## Task goal
Exactly the lines below from the one with "fn default() ->" up to and including the one with "by half the" make up the answer, with nothing else added.

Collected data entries
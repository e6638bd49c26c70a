use crate::algorithm::CornerAlgorithm;
use crate::color::{css, Color};
use crate::corner::CornerKind;
use crate::path::Path;
use crate::primitives::Rect;

/// Single or double stroke rendering for a panel border.
#[derive(Clone, Copy, Debug, PartialEq)]
#[cfg_attr(feature = "serde", derive(serde::Serialize, serde::Deserialize))]
pub enum BorderKind {
    Single,
    /// Two strokes separated by `gap` (clamped to be non-negative).
    Double { gap: f32 },
}

/// Border style for panel shapes: stroke kind, widths and colors.
///
/// `inner_width`/`inner_color` only matter for [`BorderKind::Double`].
#[derive(Clone, Copy, Debug, PartialEq)]
#[cfg_attr(feature = "serde", derive(serde::Serialize, serde::Deserialize))]
pub struct BorderStyle {
    pub kind: BorderKind,
    pub outer_width: f32,
    pub inner_width: f32,
    pub outer_color: Color,
    pub inner_color: Color,
}

impl BorderStyle {
    pub fn single(color: Color, width: f32) -> Self {
        Self {
            kind: BorderKind::Single,
            outer_width: width,
            inner_width: 0.0,
            outer_color: color,
            inner_color: Color::transparent(),
        }
    }

    pub fn double(
        gap: f32,
        outer_width: f32,
        outer_color: Color,
        inner_width: f32,
        inner_color: Color,
    ) -> Self {
        Self {
            kind: BorderKind::Double { gap: gap.max(0.0) },
            outer_width,
            inner_width,
            outer_color,
            inner_color,
        }
    }

    /// Default hairline border.
    pub fn standard() -> Self {
        Self::single(css::GRAY, 1.0)
    }

    /// Inspector chrome: slightly heavy muted outer line, white inner line.
    pub fn inspector() -> Self {
        Self::double(1.0, 1.5, css::GRAY.with_alpha(0.6), 1.0, css::WHITE)
    }
}

impl Default for BorderStyle {
    fn default() -> Self {
        Self::standard()
    }
}

/// One stroke layer of a composited border, in draw order.
///
/// `path` is the stroke centerline; renderers stroke it with `width`
/// centered on the path.
#[derive(Clone, Debug, PartialEq)]
pub struct BorderLayer {
    pub path: Path,
    pub color: Color,
    pub width: f32,
}

/// Composite border stroke layers for a panel boundary.
///
/// The outer stroke centerline sits on the rectangle outset by half the
/// outer width, so the stroke clears the fill edge instead of clipping it.
/// A double border adds an inner stroke with the same corner geometry
/// recomputed on the rectangle inset by `gap + inner_width / 2`; the smaller
/// rectangle re-clamps the radius naturally. With `title_gap` both layers
/// use the gapped outline with the same gap width, so an overlaid title
/// bridges both lines.
///
/// Zero and negative stroke widths produce no layer at all.
pub fn border_layers(
    algorithm: &dyn CornerAlgorithm,
    rect: Rect,
    corner: CornerKind,
    radius: f32,
    style: &BorderStyle,
    title_gap: Option<f32>,
) -> Vec<BorderLayer> {
    let mut layers = Vec::new();
    if rect.is_degenerate() {
        return layers;
    }

    let mut push = |layer_rect: Rect, color: Color, width: f32| {
        let path = match title_gap {
            Some(gap) => algorithm.gap_panel_path(layer_rect, corner, radius, gap),
            None => algorithm.panel_path(layer_rect, corner, radius),
        };
        if !path.is_empty() {
            layers.push(BorderLayer { path, color, width });
        }
    };

    if style.outer_width > 0.0 {
        push(
            rect.outset(style.outer_width * 0.5),
            style.outer_color,
            style.outer_width,
        );
    }

    if let BorderKind::Double { gap } = style.kind {
        if style.inner_width > 0.0 {
            push(
                rect.inset(gap + style.inner_width * 0.5),
                style.inner_color,
                style.inner_width,
            );
        }
    }

    layers
}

## Result for this task
    fn default() -> Self {
        Self::standard()
    }
}

/// One stroke layer of a composited border, in draw order.
///
/// `path` is the stroke centerline; renderers stroke it with `width`
/// centered on the path.
#[derive(Clone, Debug, PartialEq)]
pub struct BorderLayer {
    pub path: Path,
    pub color: Color,
    pub width: f32,
}

/// Composite border stroke layers for a panel boundary.
///
/// The outer stroke centerline sits on the rectangle outset by half the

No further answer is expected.